Under salt stress guard cells rewire ion transport and abscisic acid (ABA) signaling.

Soil salinity is an increasingly global problem which hampers plant growth and crop yield. Plant productivity depends on optimal water-use efficiency and photosynthetic capacity balanced by stomatal conductance. Whether and how stomatal behavior contributes to salt sensitivity or tolerance is currently unknown. This work identifies guard cell-specific signaling networks exerted by a salt-sensitive and salt-tolerant plant under ionic and osmotic stress conditions accompanied with increasing NaCl loads.
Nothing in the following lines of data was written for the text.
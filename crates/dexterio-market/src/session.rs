use chrono::{DateTime, Timelike, Utc};
use chrono_tz::America::New_York;
use dexterio_schemas::Session;

/// Trading session for a given instant, in ET wall-clock terms (DST-aware).
/// Boundaries belong to the earlier session (testable property: a bar at
/// exactly a boundary minute is in the session that ends there).
pub fn session_for(ts: DateTime<Utc>) -> Session {
    let et = ts.with_timezone(&New_York);
    let minute_of_day = et.hour() * 60 + et.minute();

    // asia: 18:00-02:00 (wraps midnight)
    if minute_of_day >= 18 * 60 || minute_of_day <= 2 * 60 {
        return Session::Asia;
    }
    if minute_of_day >= 3 * 60 && minute_of_day <= 8 * 60 {
        return Session::London;
    }
    if minute_of_day >= 9 * 60 + 30 && minute_of_day <= 11 * 60 {
        return Session::NyAm;
    }
    if minute_of_day > 11 * 60 && minute_of_day <= 14 * 60 {
        return Session::NyLunch;
    }
    if minute_of_day > 14 * 60 && minute_of_day <= 16 * 60 {
        return Session::NyPm;
    }
    Session::Off
}

/// Minute-of-day in ET, used by playbook time-window gating.
pub fn et_minute_of_day(ts: DateTime<Utc>) -> u32 {
    let et = ts.with_timezone(&New_York);
    et.hour() * 60 + et.minute()
}

#[cfg(test)]
mod tests {
    use super::*;
    use chrono::TimeZone;

    #[test]
    fn ny_am_kill_zone_boundaries() {
        // Aug 1 2025 EDT: 09:30 ET = 13:30 UTC.
        let open = Utc.with_ymd_and_hms(2025, 8, 1, 13, 30, 0).unwrap();
        assert_eq!(session_for(open), Session::NyAm);
        let last_minute = Utc.with_ymd_and_hms(2025, 8, 1, 14, 59, 0).unwrap();
        assert_eq!(session_for(last_minute), Session::NyAm);
        // 11:00 ET is the NyAm/NyLunch boundary; it belongs to the earlier
        // session (NyAm), and NyLunch starts strictly after it.
        let lunch_boundary = Utc.with_ymd_and_hms(2025, 8, 1, 15, 0, 0).unwrap();
        assert_eq!(session_for(lunch_boundary), Session::NyAm);
        let lunch_start = Utc.with_ymd_and_hms(2025, 8, 1, 15, 1, 0).unwrap();
        assert_eq!(session_for(lunch_start), Session::NyLunch);
    }

    #[test]
    fn asia_wraps_midnight() {
        let late = Utc.with_ymd_and_hms(2025, 8, 1, 23, 0, 0).unwrap(); // 19:00 ET
        assert_eq!(session_for(late), Session::Asia);
        let early = Utc.with_ymd_and_hms(2025, 8, 2, 5, 0, 0).unwrap(); // 01:00 ET
        assert_eq!(session_for(early), Session::Asia);
    }

    #[test]
    fn dst_shift_tracked_in_winter() {
        // Jan 2 2025 EST: 09:30 ET = 14:30 UTC.
        let open = Utc.with_ymd_and_hms(2025, 1, 2, 14, 30, 0).unwrap();
        assert_eq!(session_for(open), Session::NyAm);
    }
}
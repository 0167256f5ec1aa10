//! Job record types persisted as `job.json` and returned by the job control
//! surface (§6). Plain data; no filesystem or thread logic lives here.

use std::collections::BTreeMap;
use std::path::PathBuf;

use chrono::{DateTime, NaiveDate, Utc};
use serde::{Deserialize, Serialize};
use uuid::Uuid;

use dexterio_config::RunConfig;
use dexterio_ledger::Report;
use dexterio_schemas::{EngineError, TradingMode};

/// `queued -> running -> {done, failed}` (§4.9). No other transitions exist.
#[derive(Debug, Clone, Copy, PartialEq, Eq, Serialize, Deserialize)]
#[serde(rename_all = "snake_case")]
pub enum JobStatus {
    Queued,
    Running,
    Done,
    Failed,
}

/// Short error kind plus message, carried on a failed job's record (§7).
#[derive(Debug, Clone, Serialize, Deserialize)]
pub struct JobError {
    pub kind: String,
    pub message: String,
}

impl From<&EngineError> for JobError {
    fn from(e: &EngineError) -> Self {
        JobError { kind: e.kind().to_string(), message: e.message() }
    }
}

impl JobError {
    pub fn worker_lost() -> JobError {
        JobError { kind: "WorkerLost".to_string(), message: "worker process lost".to_string() }
    }

    pub fn cancelled() -> JobError {
        JobError { kind: "Cancelled".to_string(), message: "job cancelled".to_string() }
    }

    pub fn timeout() -> JobError {
        JobError { kind: "Timeout".to_string(), message: "wall-clock ceiling exceeded".to_string() }
    }
}

/// The handful of config fields worth surfacing in `list()` without
/// round-tripping the full `RunConfig` (§6 `config_summary`).
#[derive(Debug, Clone, Serialize, Deserialize)]
pub struct ConfigSummary {
    pub run_name: String,
    pub symbols: Vec<String>,
    pub start_date: NaiveDate,
    pub end_date: NaiveDate,
    pub trading_mode: TradingMode,
}

impl ConfigSummary {
    pub fn from_config(config: &RunConfig) -> ConfigSummary {
        ConfigSummary {
            run_name: config.run_name.clone(),
            symbols: config.symbols.clone(),
            start_date: config.start_date,
            end_date: config.end_date,
            trading_mode: config.trading_mode,
        }
    }
}

/// Status record for one job (§6 `job.json`). Kept in memory for the
/// lifetime of the process and mirrored to disk on every transition.
#[derive(Debug, Clone, Serialize, Deserialize)]
pub struct JobRecord {
    pub job_id: Uuid,
    pub status: JobStatus,
    pub progress: f64,
    pub created_at: DateTime<Utc>,
    pub config_summary: ConfigSummary,
    pub metrics: Option<Report>,
    pub artifact_paths: Option<BTreeMap<String, PathBuf>>,
    pub error: Option<JobError>,
}

impl JobRecord {
    pub fn queued(job_id: Uuid, config: &RunConfig) -> JobRecord {
        JobRecord {
            job_id,
            status: JobStatus::Queued,
            progress: 0.0,
            created_at: Utc::now(),
            config_summary: ConfigSummary::from_config(config),
            metrics: None,
            artifact_paths: None,
            error: None,
        }
    }
}

/// One row of `list()` output (§6) — a `JobRecord` without the possibly
/// large `metrics`/`artifact_paths` payload.
#[derive(Debug, Clone, Serialize, Deserialize)]
pub struct JobListEntry {
    pub job_id: Uuid,
    pub status: JobStatus,
    pub created_at: DateTime<Utc>,
    pub config_summary: ConfigSummary,
}

impl From<&JobRecord> for JobListEntry {
    fn from(r: &JobRecord) -> Self {
        JobListEntry {
            job_id: r.job_id,
            status: r.status,
            created_at: r.created_at,
            config_summary: r.config_summary.clone(),
        }
    }
}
We challenged soil grown Arabidopsis thaliana and Thellungiella salsuginea plants with short- and long-term salinity stress and monitored genome-wide gene expression and signals of guard cells that determine their function. Arabidopsis plants suffered from both salt regimes and showed reduced stomatal conductance while Thellungiella displayed no obvious stress symptoms. The salt-dependent gene expression changes of guard cells supported the ability of the halophyte to maintain high potassium to sodium ratios and to attenuate the ABA signaling pathway which the glycophyte kept activated despite fading ABA levels. Our study shows that salinity stress and even the different tolerance levels are manifested on a single cell level. Halophytic guard cells react less sensitive than glycophytic guard cells providing opportunities to manipulate stomatal behavior and improve plant productivity.